Syntheses and Structures of 1,8,13,16-Substituted Triptycenes

New triptycene derivatives have been synthesised based on the cycloaddition between 1,8-bis[(trifluoromethanesulfonyl)-oxy]anthracene as well as 1,8-bis[(trimethylsilyl)ethynyl]anthracene and p-benzoquinone. The resulting triptycenequinones were the key compounds for further functionalisation of the triptycene backbone, which were completely characterised by multinuclear NMR spectroscopy, mass spectrometry and X-ray diffraction experiments. The aim was to substitute the triptycene backbone in positions 1, 8, 13 and 16 to avoid the formation of mixtures of syn- and anti-isomers of trisubstituted triptycenes.
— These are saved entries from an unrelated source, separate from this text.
//! Arithmetic, process, and trace control registers.
//!
//! Each is a single [`Ordinal`] with named bitfields, following the same
//! `proc_bitfield::bitfield!` layout the register file elsewhere in this
//! crate uses for overlapping views onto one backing integer. Bit positions
//! match the architecture's own control-register layout so a `modify`
//! against a raw mask value behaves the same way a real program's `modac`/
//! `modpc`/`modtc` would.

use proc_bitfield::bitfield;

use crate::types::{modify, Ordinal};

bitfield! {
    /// Condition code, integer-overflow flag/mask, and the imprecise-fault
    /// suppression bit.
    #[derive(Clone, Copy, Eq, PartialEq)]
    pub struct ArithmeticControls(pub Ordinal): Debug, FromRaw, IntoRaw, DerefRaw {
        /// 3-bit condition code left by the most recent compare, test, or
        /// arithmetic instruction.
        pub condition_code: u8 @ 0..=2,
        /// Set when the most recent integer arithmetic instruction overflowed.
        pub integer_overflow_flag: bool @ 8,
        /// When set, an integer-overflow condition raises a fault immediately
        /// rather than only setting the flag.
        pub integer_overflow_mask: bool @ 12,
        /// When set, faults that can be delivered imprecisely are suppressed.
        pub no_imprecise_faults: bool @ 15,
    }
}

impl ArithmeticControls {
    /// `(mask & src) | (~mask & self)`, the control-register `modify` primitive.
    #[must_use]
    pub fn modify(self, mask: Ordinal, src: Ordinal) -> Self {
        Self(modify(mask, src, self.0))
    }

    /// `cc & mask != 0` for a nonzero mask, `cc & mask == 0` for a zero mask —
    /// the `cc_matches` predicate every `bX`/`cmpobX`/`cmpibX`/`test`
    /// condition check reduces to.
    #[must_use]
    pub fn cc_matches(self, mask: u8) -> bool {
        let cc = self.condition_code() & 0b111;
        let mask = mask & 0b111;
        if mask == 0 {
            cc == 0
        } else {
            cc & mask != 0
        }
    }
}

bitfield! {
    /// Execution mode, trace-enable, and scheduling state.
    #[derive(Clone, Copy, Eq, PartialEq)]
    pub struct ProcessControls(pub Ordinal): Debug, FromRaw, IntoRaw, DerefRaw {
        pub trace_enable: bool @ 0,
        pub execution_mode: bool @ 1,
        pub resume: bool @ 9,
        pub trace_fault_pending: bool @ 10,
        pub state: bool @ 13,
        pub priority: u8 @ 16..=20,
    }
}

impl ProcessControls {
    #[must_use]
    pub fn modify(self, mask: Ordinal, src: Ordinal) -> Self {
        Self(modify(mask, src, self.0))
    }

    #[must_use]
    pub fn in_supervisor_mode(self) -> bool {
        self.execution_mode()
    }
}

bitfield! {
    /// Per-subkind trace-event enable bits. Bit `n+1` is the "mode" bit that
    /// arms a subkind; bit `n+17` is the "event" bit the core sets when that
    /// subkind actually fires, mirroring the architecture's split between
    /// configuring and observing trace events.
    #[derive(Clone, Copy, Eq, PartialEq)]
    pub struct TraceControls(pub Ordinal): Debug, FromRaw, IntoRaw, DerefRaw {
        pub instruction_trace_mode: bool @ 1,
        pub branch_trace_mode: bool @ 2,
        pub call_trace_mode: bool @ 3,
        pub return_trace_mode: bool @ 4,
        pub prereturn_trace_mode: bool @ 5,
        pub supervisor_trace_mode: bool @ 6,
        pub breakpoint_trace_mode: bool @ 7,
        pub instruction_trace_event: bool @ 17,
        pub branch_trace_event: bool @ 18,
        pub call_trace_event: bool @ 19,
        pub return_trace_event: bool @ 20,
        pub prereturn_trace_event: bool @ 21,
        pub supervisor_trace_event: bool @ 22,
        pub breakpoint_trace_event: bool @ 23,
    }
}

impl TraceControls {
    #[must_use]
    pub fn modify(self, mask: Ordinal, src: Ordinal) -> Self {
        Self(modify(mask, src, self.0))
    }
}

impl Default for ArithmeticControls {
    fn default() -> Self {
        Self(0)
    }
}

impl Default for ProcessControls {
    fn default() -> Self {
        Self(0)
    }
}

impl Default for TraceControls {
    fn default() -> Self {
        Self(0)
    }
}
#[allow(non_camel_case_types)]
#[derive(Clone, Copy, Debug, Eq, PartialEq)]
pub enum MajorOp {
    IllegalOpcode,
    B,
    Call,
    Ret,
    Bal,
    BranchConditional,
    FaultConditional,
    TestConditional,
    BranchBitClear,
    CompareAndBranchOrdinal,
    BranchBitSet,
    CompareAndBranchInteger,
    LoadByteOrdinal,
    StoreByteOrdinal,
    BranchIndirect,
    BranchAndLinkIndirect,
    CallIndirect,
    LoadShortOrdinal,
    StoreShortOrdinal,
    LoadAddress,
    Load,
    Store,
    LoadLong,
    StoreLong,
    LoadTriple,
    StoreTriple,
    LoadQuad,
    StoreQuad,
    LoadByteInteger,
    StoreByteInteger,
    LoadShortInteger,
    StoreShortInteger,
}

pub fn decode_major(opcode: u8) -> MajorOp {
    match opcode {
        0u8 => MajorOp::IllegalOpcode,
        1u8 => MajorOp::IllegalOpcode,
        2u8 => MajorOp::IllegalOpcode,
        3u8 => MajorOp::IllegalOpcode,
        4u8 => MajorOp::IllegalOpcode,
        5u8 => MajorOp::IllegalOpcode,
        6u8 => MajorOp::IllegalOpcode,
        7u8 => MajorOp::IllegalOpcode,
        8u8 => MajorOp::B,
        9u8 => MajorOp::Call,
        10u8 => MajorOp::Ret,
        11u8 => MajorOp::Bal,
        12u8 => MajorOp::IllegalOpcode,
        13u8 => MajorOp::IllegalOpcode,
        14u8 => MajorOp::IllegalOpcode,
        15u8 => MajorOp::IllegalOpcode,
        16u8 => MajorOp::BranchConditional,
        17u8 => MajorOp::BranchConditional,
        18u8 => MajorOp::BranchConditional,
        19u8 => MajorOp::BranchConditional,
        20u8 => MajorOp::BranchConditional,
        21u8 => MajorOp::BranchConditional,
        22u8 => MajorOp::BranchConditional,
        23u8 => MajorOp::BranchConditional,
        24u8 => MajorOp::FaultConditional,
        25u8 => MajorOp::FaultConditional,
        26u8 => MajorOp::FaultConditional,
        27u8 => MajorOp::FaultConditional,
        28u8 => MajorOp::FaultConditional,
        29u8 => MajorOp::FaultConditional,
        30u8 => MajorOp::FaultConditional,
        31u8 => MajorOp::FaultConditional,
        32u8 => MajorOp::TestConditional,
        33u8 => MajorOp::TestConditional,
        34u8 => MajorOp::TestConditional,
        35u8 => MajorOp::TestConditional,
        36u8 => MajorOp::TestConditional,
        37u8 => MajorOp::TestConditional,
        38u8 => MajorOp::TestConditional,
        39u8 => MajorOp::TestConditional,
        40u8 => MajorOp::IllegalOpcode,
        41u8 => MajorOp::IllegalOpcode,
        42u8 => MajorOp::IllegalOpcode,
        43u8 => MajorOp::IllegalOpcode,
        44u8 => MajorOp::IllegalOpcode,
        45u8 => MajorOp::IllegalOpcode,
        46u8 => MajorOp::IllegalOpcode,
        47u8 => MajorOp::IllegalOpcode,
        48u8 => MajorOp::BranchBitClear,
        49u8 => MajorOp::CompareAndBranchOrdinal,
        50u8 => MajorOp::CompareAndBranchOrdinal,
        51u8 => MajorOp::CompareAndBranchOrdinal,
        52u8 => MajorOp::CompareAndBranchOrdinal,
        53u8 => MajorOp::CompareAndBranchOrdinal,
        54u8 => MajorOp::CompareAndBranchOrdinal,
        55u8 => MajorOp::BranchBitSet,
        56u8 => MajorOp::CompareAndBranchInteger,
        57u8 => MajorOp::CompareAndBranchInteger,
        58u8 => MajorOp::CompareAndBranchInteger,
        59u8 => MajorOp::CompareAndBranchInteger,
        60u8 => MajorOp::CompareAndBranchInteger,
        61u8 => MajorOp::CompareAndBranchInteger,
        62u8 => MajorOp::CompareAndBranchInteger,
        63u8 => MajorOp::CompareAndBranchInteger,
        64u8 => MajorOp::IllegalOpcode,
        65u8 => MajorOp::IllegalOpcode,
        66u8 => MajorOp::IllegalOpcode,
        67u8 => MajorOp::IllegalOpcode,
        68u8 => MajorOp::IllegalOpcode,
        69u8 => MajorOp::IllegalOpcode,
        70u8 => MajorOp::IllegalOpcode,
        71u8 => MajorOp::IllegalOpcode,
        72u8 => MajorOp::IllegalOpcode,
        73u8 => MajorOp::IllegalOpcode,
        74u8 => MajorOp::IllegalOpcode,
        75u8 => MajorOp::IllegalOpcode,
        76u8 => MajorOp::IllegalOpcode,
        77u8 => MajorOp::IllegalOpcode,
        78u8 => MajorOp::IllegalOpcode,
        79u8 => MajorOp::IllegalOpcode,
        80u8 => MajorOp::IllegalOpcode,
        81u8 => MajorOp::IllegalOpcode,
        82u8 => MajorOp::IllegalOpcode,
        83u8 => MajorOp::IllegalOpcode,
        84u8 => MajorOp::IllegalOpcode,
        85u8 => MajorOp::IllegalOpcode,
        86u8 => MajorOp::IllegalOpcode,
        87u8 => MajorOp::IllegalOpcode,
        88u8 => MajorOp::IllegalOpcode,
        89u8 => MajorOp::IllegalOpcode,
        90u8 => MajorOp::IllegalOpcode,
        91u8 => MajorOp::IllegalOpcode,
        92u8 => MajorOp::IllegalOpcode,
        93u8 => MajorOp::IllegalOpcode,
        94u8 => MajorOp::IllegalOpcode,
        95u8 => MajorOp::IllegalOpcode,
        96u8 => MajorOp::IllegalOpcode,
        97u8 => MajorOp::IllegalOpcode,
        98u8 => MajorOp::IllegalOpcode,
        99u8 => MajorOp::IllegalOpcode,
        100u8 => MajorOp::IllegalOpcode,
        101u8 => MajorOp::IllegalOpcode,
        102u8 => MajorOp::IllegalOpcode,
        103u8 => MajorOp::IllegalOpcode,
        104u8 => MajorOp::IllegalOpcode,
        105u8 => MajorOp::IllegalOpcode,
        106u8 => MajorOp::IllegalOpcode,
        107u8 => MajorOp::IllegalOpcode,
        108u8 => MajorOp::IllegalOpcode,
        109u8 => MajorOp::IllegalOpcode,
        110u8 => MajorOp::IllegalOpcode,
        111u8 => MajorOp::IllegalOpcode,
        112u8 => MajorOp::IllegalOpcode,
        113u8 => MajorOp::IllegalOpcode,
        114u8 => MajorOp::IllegalOpcode,
        115u8 => MajorOp::IllegalOpcode,
        116u8 => MajorOp::IllegalOpcode,
        117u8 => MajorOp::IllegalOpcode,
        118u8 => MajorOp::IllegalOpcode,
        119u8 => MajorOp::IllegalOpcode,
        120u8 => MajorOp::IllegalOpcode,
        121u8 => MajorOp::IllegalOpcode,
        122u8 => MajorOp::IllegalOpcode,
        123u8 => MajorOp::IllegalOpcode,
        124u8 => MajorOp::IllegalOpcode,
        125u8 => MajorOp::IllegalOpcode,
        126u8 => MajorOp::IllegalOpcode,
        127u8 => MajorOp::IllegalOpcode,
        128u8 => MajorOp::LoadByteOrdinal,
        129u8 => MajorOp::IllegalOpcode,
        130u8 => MajorOp::StoreByteOrdinal,
        131u8 => MajorOp::IllegalOpcode,
        132u8 => MajorOp::BranchIndirect,
        133u8 => MajorOp::BranchAndLinkIndirect,
        134u8 => MajorOp::CallIndirect,
        135u8 => MajorOp::IllegalOpcode,
        136u8 => MajorOp::LoadShortOrdinal,
        137u8 => MajorOp::IllegalOpcode,
        138u8 => MajorOp::StoreShortOrdinal,
        139u8 => MajorOp::IllegalOpcode,
        140u8 => MajorOp::LoadAddress,
        141u8 => MajorOp::IllegalOpcode,
        142u8 => MajorOp::IllegalOpcode,
        143u8 => MajorOp::IllegalOpcode,
        144u8 => MajorOp::Load,
        145u8 => MajorOp::IllegalOpcode,
        146u8 => MajorOp::Store,
        147u8 => MajorOp::IllegalOpcode,
        148u8 => MajorOp::IllegalOpcode,
        149u8 => MajorOp::IllegalOpcode,
        150u8 => MajorOp::IllegalOpcode,
        151u8 => MajorOp::IllegalOpcode,
        152u8 => MajorOp::LoadLong,
        153u8 => MajorOp::IllegalOpcode,
        154u8 => MajorOp::StoreLong,
        155u8 => MajorOp::IllegalOpcode,
        156u8 => MajorOp::IllegalOpcode,
        157u8 => MajorOp::IllegalOpcode,
        158u8 => MajorOp::IllegalOpcode,
        159u8 => MajorOp::IllegalOpcode,
        160u8 => MajorOp::LoadTriple,
        161u8 => MajorOp::IllegalOpcode,
        162u8 => MajorOp::StoreTriple,
        163u8 => MajorOp::IllegalOpcode,
        164u8 => MajorOp::IllegalOpcode,
        165u8 => MajorOp::IllegalOpcode,
        166u8 => MajorOp::IllegalOpcode,
        167u8 => MajorOp::IllegalOpcode,
        168u8 => MajorOp::IllegalOpcode,
        169u8 => MajorOp::IllegalOpcode,
        170u8 => MajorOp::IllegalOpcode,
        171u8 => MajorOp::IllegalOpcode,
        172u8 => MajorOp::IllegalOpcode,
        173u8 => MajorOp::IllegalOpcode,
        174u8 => MajorOp::IllegalOpcode,
        175u8 => MajorOp::IllegalOpcode,
        176u8 => MajorOp::LoadQuad,
        177u8 => MajorOp::IllegalOpcode,
        178u8 => MajorOp::StoreQuad,
        179u8 => MajorOp::IllegalOpcode,
        180u8 => MajorOp::IllegalOpcode,
        181u8 => MajorOp::IllegalOpcode,
        182u8 => MajorOp::IllegalOpcode,
        183u8 => MajorOp::IllegalOpcode,
        184u8 => MajorOp::IllegalOpcode,
        185u8 => MajorOp::IllegalOpcode,
        186u8 => MajorOp::IllegalOpcode,
        187u8 => MajorOp::IllegalOpcode,
        188u8 => MajorOp::IllegalOpcode,
        189u8 => MajorOp::IllegalOpcode,
        190u8 => MajorOp::IllegalOpcode,
        191u8 => MajorOp::IllegalOpcode,
        192u8 => MajorOp::LoadByteInteger,
        193u8 => MajorOp::IllegalOpcode,
        194u8 => MajorOp::StoreByteInteger,
        195u8 => MajorOp::IllegalOpcode,
        196u8 => MajorOp::IllegalOpcode,
        197u8 => MajorOp::IllegalOpcode,
        198u8 => MajorOp::IllegalOpcode,
        199u8 => MajorOp::IllegalOpcode,
        200u8 => MajorOp::LoadShortInteger,
        201u8 => MajorOp::IllegalOpcode,
        202u8 => MajorOp::StoreShortInteger,
        203u8 => MajorOp::IllegalOpcode,
        204u8 => MajorOp::IllegalOpcode,
        205u8 => MajorOp::IllegalOpcode,
        206u8 => MajorOp::IllegalOpcode,
        207u8 => MajorOp::IllegalOpcode,
        208u8 => MajorOp::IllegalOpcode,
        209u8 => MajorOp::IllegalOpcode,
        210u8 => MajorOp::IllegalOpcode,
        211u8 => MajorOp::IllegalOpcode,
        212u8 => MajorOp::IllegalOpcode,
        213u8 => MajorOp::IllegalOpcode,
        214u8 => MajorOp::IllegalOpcode,
        215u8 => MajorOp::IllegalOpcode,
        216u8 => MajorOp::IllegalOpcode,
        217u8 => MajorOp::IllegalOpcode,
        218u8 => MajorOp::IllegalOpcode,
        219u8 => MajorOp::IllegalOpcode,
        220u8 => MajorOp::IllegalOpcode,
        221u8 => MajorOp::IllegalOpcode,
        222u8 => MajorOp::IllegalOpcode,
        223u8 => MajorOp::IllegalOpcode,
        224u8 => MajorOp::IllegalOpcode,
        225u8 => MajorOp::IllegalOpcode,
        226u8 => MajorOp::IllegalOpcode,
        227u8 => MajorOp::IllegalOpcode,
        228u8 => MajorOp::IllegalOpcode,
        229u8 => MajorOp::IllegalOpcode,
        230u8 => MajorOp::IllegalOpcode,
        231u8 => MajorOp::IllegalOpcode,
        232u8 => MajorOp::IllegalOpcode,
        233u8 => MajorOp::IllegalOpcode,
        234u8 => MajorOp::IllegalOpcode,
        235u8 => MajorOp::IllegalOpcode,
        236u8 => MajorOp::IllegalOpcode,
        237u8 => MajorOp::IllegalOpcode,
        238u8 => MajorOp::IllegalOpcode,
        239u8 => MajorOp::IllegalOpcode,
        240u8 => MajorOp::IllegalOpcode,
        241u8 => MajorOp::IllegalOpcode,
        242u8 => MajorOp::IllegalOpcode,
        243u8 => MajorOp::IllegalOpcode,
        244u8 => MajorOp::IllegalOpcode,
        245u8 => MajorOp::IllegalOpcode,
        246u8 => MajorOp::IllegalOpcode,
        247u8 => MajorOp::IllegalOpcode,
        248u8 => MajorOp::IllegalOpcode,
        249u8 => MajorOp::IllegalOpcode,
        250u8 => MajorOp::IllegalOpcode,
        251u8 => MajorOp::IllegalOpcode,
        252u8 => MajorOp::IllegalOpcode,
        253u8 => MajorOp::IllegalOpcode,
        254u8 => MajorOp::IllegalOpcode,
        255u8 => MajorOp::IllegalOpcode,
        _ => MajorOp::IllegalOpcode,
    }
}

impl std::fmt::Display for MajorOp {
    fn fmt(&self, f: &mut std::fmt::Formatter<'_>) -> std::fmt::Result {
        write!(f, "{}", match self {
            MajorOp::IllegalOpcode => "illegal",
            MajorOp::B => "b",
            MajorOp::Call => "call",
            MajorOp::Ret => "ret",
            MajorOp::Bal => "bal",
            MajorOp::BranchConditional => "bno",
            MajorOp::FaultConditional => "faultno",
            MajorOp::TestConditional => "testno",
            MajorOp::BranchBitClear => "bbc",
            MajorOp::CompareAndBranchOrdinal => "cmpobg",
            MajorOp::BranchBitSet => "bbs",
            MajorOp::CompareAndBranchInteger => "cmpibno",
            MajorOp::LoadByteOrdinal => "ldob",
            MajorOp::StoreByteOrdinal => "stob",
            MajorOp::BranchIndirect => "bx",
            MajorOp::BranchAndLinkIndirect => "balx",
            MajorOp::CallIndirect => "callx",
            MajorOp::LoadShortOrdinal => "ldos",
            MajorOp::StoreShortOrdinal => "stos",
            MajorOp::LoadAddress => "lda",
            MajorOp::Load => "ld",
            MajorOp::Store => "st",
            MajorOp::LoadLong => "ldl",
            MajorOp::StoreLong => "stl",
            MajorOp::LoadTriple => "ldt",
            MajorOp::StoreTriple => "stt",
            MajorOp::LoadQuad => "ldq",
            MajorOp::StoreQuad => "stq",
            MajorOp::LoadByteInteger => "ldib",
            MajorOp::StoreByteInteger => "stib",
            MajorOp::LoadShortInteger => "ldis",
            MajorOp::StoreShortInteger => "stis",
        })
    }
}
Based on the ditriflate-substituted triptycenequinone triptycene 1,8,13,16-tetratriflate was synthesised and reacted with alkynyl compounds in cross-coupling reactions. In further experiments the alkynyl-substituted triptycene to quinone was directly reacted with lithiated trimethylsilylacetylene or was initially reduced, consequently functionalised with triflate groups and reacted in Sonogashira cross-coupling reactions. It was found that both reaction pathways generate the anti-substituted product in position 16 as main product.